[Items from a data source]

● ● ● ●

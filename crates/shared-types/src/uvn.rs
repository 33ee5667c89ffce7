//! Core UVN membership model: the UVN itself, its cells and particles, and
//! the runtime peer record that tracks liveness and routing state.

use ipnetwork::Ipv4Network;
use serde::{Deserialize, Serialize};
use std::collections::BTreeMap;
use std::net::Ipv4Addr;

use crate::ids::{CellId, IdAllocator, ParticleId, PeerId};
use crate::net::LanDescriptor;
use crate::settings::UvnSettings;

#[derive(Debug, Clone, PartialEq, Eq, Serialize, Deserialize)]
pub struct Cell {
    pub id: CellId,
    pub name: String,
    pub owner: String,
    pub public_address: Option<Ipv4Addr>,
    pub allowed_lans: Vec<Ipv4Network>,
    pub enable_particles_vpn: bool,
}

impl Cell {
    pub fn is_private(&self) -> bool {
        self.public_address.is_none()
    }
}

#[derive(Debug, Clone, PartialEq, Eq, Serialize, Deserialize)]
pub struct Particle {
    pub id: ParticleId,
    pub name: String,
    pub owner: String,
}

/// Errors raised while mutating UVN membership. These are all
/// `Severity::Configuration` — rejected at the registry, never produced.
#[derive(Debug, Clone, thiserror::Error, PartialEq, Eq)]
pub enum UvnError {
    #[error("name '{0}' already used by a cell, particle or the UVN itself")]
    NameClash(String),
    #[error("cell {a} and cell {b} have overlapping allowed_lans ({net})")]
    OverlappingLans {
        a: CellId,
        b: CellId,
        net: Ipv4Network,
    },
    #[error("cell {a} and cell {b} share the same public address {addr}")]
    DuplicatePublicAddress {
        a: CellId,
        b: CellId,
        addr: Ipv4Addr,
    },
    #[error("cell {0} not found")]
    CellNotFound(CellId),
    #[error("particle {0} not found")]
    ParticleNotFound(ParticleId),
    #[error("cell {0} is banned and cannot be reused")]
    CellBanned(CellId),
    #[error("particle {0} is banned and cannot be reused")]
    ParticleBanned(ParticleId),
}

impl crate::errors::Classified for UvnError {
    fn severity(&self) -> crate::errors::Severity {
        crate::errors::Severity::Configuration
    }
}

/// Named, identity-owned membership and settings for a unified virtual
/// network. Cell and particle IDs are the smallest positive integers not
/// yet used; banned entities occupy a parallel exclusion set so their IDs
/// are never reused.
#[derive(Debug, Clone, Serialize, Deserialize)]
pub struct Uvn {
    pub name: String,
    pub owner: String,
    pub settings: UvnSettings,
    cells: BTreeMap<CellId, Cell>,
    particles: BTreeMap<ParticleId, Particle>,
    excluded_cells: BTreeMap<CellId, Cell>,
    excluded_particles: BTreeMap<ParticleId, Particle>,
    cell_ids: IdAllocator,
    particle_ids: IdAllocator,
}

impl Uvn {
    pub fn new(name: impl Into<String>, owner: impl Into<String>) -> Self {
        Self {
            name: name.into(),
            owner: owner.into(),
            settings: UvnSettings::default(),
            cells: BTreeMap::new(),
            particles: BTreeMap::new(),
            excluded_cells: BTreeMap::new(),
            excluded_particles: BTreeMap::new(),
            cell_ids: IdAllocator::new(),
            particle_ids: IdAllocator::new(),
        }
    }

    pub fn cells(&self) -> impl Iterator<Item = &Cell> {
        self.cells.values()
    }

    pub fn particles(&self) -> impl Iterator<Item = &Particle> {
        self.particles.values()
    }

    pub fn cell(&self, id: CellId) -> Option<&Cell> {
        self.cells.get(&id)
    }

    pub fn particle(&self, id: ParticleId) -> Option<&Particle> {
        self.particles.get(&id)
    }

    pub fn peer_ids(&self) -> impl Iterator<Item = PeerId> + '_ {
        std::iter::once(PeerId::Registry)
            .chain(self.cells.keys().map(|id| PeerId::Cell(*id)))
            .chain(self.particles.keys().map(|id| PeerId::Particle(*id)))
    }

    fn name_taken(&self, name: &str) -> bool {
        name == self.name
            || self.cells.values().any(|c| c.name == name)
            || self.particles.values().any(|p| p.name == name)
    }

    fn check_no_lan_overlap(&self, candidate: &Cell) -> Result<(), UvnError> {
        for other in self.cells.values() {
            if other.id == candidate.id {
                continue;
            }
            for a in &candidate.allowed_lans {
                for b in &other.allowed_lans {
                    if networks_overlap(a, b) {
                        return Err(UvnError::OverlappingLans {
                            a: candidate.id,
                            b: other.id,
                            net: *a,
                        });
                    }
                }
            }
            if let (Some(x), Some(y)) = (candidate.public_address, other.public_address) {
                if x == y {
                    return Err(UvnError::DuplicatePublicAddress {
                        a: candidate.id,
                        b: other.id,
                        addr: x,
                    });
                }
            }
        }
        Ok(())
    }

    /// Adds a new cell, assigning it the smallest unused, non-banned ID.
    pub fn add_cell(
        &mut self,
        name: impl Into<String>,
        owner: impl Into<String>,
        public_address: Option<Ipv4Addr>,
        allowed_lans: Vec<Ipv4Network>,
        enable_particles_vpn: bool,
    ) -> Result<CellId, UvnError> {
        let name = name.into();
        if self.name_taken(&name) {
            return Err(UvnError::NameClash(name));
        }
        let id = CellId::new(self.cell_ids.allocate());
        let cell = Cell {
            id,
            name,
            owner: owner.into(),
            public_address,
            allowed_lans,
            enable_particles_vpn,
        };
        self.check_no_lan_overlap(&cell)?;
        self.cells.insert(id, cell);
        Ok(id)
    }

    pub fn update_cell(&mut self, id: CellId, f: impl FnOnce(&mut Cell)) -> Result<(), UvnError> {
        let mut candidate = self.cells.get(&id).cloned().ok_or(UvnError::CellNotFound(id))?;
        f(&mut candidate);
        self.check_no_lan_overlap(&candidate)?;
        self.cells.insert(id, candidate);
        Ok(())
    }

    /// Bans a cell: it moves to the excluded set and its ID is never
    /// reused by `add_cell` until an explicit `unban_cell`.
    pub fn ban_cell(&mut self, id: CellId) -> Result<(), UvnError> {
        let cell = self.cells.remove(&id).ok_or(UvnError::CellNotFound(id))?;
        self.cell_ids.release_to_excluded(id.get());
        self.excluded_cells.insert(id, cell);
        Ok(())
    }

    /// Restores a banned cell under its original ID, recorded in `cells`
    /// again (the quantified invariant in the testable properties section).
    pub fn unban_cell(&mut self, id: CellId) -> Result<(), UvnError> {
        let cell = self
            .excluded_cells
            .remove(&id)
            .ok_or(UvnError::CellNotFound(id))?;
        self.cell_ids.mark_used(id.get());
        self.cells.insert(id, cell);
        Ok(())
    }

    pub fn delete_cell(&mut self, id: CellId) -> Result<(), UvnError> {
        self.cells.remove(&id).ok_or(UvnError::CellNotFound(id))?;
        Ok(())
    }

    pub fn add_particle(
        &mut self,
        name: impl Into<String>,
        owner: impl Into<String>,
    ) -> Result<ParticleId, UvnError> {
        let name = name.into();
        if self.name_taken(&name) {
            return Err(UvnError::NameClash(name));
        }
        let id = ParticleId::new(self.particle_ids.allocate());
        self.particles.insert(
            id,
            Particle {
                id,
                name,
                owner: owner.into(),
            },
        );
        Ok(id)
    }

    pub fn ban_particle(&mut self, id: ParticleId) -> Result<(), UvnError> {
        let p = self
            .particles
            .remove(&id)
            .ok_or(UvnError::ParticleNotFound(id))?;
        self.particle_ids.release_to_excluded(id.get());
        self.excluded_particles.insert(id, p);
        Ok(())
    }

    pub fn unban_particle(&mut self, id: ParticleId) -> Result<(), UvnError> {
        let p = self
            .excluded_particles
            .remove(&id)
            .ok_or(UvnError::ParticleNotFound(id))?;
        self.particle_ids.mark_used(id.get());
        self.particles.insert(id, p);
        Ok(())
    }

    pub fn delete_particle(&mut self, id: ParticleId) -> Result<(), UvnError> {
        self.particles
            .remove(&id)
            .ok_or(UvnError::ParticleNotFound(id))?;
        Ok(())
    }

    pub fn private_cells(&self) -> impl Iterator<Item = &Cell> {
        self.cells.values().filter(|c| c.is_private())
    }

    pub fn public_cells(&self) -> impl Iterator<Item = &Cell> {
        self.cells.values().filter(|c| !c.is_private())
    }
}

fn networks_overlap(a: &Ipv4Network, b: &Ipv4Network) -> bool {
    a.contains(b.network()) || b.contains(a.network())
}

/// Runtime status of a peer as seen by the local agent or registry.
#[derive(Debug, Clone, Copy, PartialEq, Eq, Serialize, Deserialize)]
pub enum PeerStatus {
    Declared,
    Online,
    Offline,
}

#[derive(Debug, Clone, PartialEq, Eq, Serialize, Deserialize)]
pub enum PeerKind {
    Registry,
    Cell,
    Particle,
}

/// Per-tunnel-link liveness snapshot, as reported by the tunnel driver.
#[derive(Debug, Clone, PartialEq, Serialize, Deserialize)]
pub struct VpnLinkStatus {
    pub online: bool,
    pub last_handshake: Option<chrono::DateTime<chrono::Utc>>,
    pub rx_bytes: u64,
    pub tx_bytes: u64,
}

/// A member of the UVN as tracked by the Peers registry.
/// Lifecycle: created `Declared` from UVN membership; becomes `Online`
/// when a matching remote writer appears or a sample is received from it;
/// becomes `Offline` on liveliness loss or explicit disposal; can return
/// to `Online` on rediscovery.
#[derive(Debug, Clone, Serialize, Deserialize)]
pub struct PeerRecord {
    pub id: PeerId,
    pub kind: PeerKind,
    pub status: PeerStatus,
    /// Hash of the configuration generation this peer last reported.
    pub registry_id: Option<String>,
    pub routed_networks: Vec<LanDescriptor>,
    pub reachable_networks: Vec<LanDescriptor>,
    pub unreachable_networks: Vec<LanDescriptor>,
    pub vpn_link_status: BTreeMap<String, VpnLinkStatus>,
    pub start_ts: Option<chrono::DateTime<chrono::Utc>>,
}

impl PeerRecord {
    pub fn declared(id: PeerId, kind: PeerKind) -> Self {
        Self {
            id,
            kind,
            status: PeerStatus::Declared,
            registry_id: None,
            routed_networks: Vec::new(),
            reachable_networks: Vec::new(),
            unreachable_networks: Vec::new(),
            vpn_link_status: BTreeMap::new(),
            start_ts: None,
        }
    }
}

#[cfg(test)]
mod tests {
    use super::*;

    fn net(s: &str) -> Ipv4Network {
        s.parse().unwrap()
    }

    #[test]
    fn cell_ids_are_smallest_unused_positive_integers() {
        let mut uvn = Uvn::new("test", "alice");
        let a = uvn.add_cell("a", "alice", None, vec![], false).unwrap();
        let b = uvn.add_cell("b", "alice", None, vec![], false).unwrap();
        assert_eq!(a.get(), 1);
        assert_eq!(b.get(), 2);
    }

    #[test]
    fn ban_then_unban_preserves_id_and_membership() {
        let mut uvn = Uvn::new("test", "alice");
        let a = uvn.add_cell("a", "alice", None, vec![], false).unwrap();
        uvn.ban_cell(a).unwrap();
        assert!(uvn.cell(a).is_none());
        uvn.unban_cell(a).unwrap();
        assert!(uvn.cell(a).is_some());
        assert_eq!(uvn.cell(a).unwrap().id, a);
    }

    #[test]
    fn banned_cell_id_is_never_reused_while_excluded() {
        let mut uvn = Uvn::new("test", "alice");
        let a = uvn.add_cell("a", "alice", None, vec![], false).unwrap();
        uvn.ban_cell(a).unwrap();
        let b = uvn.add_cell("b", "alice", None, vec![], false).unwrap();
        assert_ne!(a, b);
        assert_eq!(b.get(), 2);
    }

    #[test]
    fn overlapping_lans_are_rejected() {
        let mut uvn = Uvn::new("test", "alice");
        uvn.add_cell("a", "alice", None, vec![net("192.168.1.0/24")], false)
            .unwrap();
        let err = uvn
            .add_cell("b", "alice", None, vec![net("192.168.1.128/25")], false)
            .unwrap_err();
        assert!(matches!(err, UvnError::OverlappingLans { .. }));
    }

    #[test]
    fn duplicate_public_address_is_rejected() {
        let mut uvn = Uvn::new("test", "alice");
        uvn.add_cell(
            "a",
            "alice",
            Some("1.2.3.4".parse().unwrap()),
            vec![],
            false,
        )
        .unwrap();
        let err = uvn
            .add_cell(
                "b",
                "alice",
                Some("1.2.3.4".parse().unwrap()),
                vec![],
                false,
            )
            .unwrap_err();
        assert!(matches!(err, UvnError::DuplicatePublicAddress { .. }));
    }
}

● ● ● ●

WHAT IS NEEDED: Scan the entries above for the word "PeerKind" and collect each line holding it.

SOLUTION TO THIS PROBLEM:
pub enum PeerKind {
    pub kind: PeerKind,
    pub fn declared(id: PeerId, kind: PeerKind) -> Self {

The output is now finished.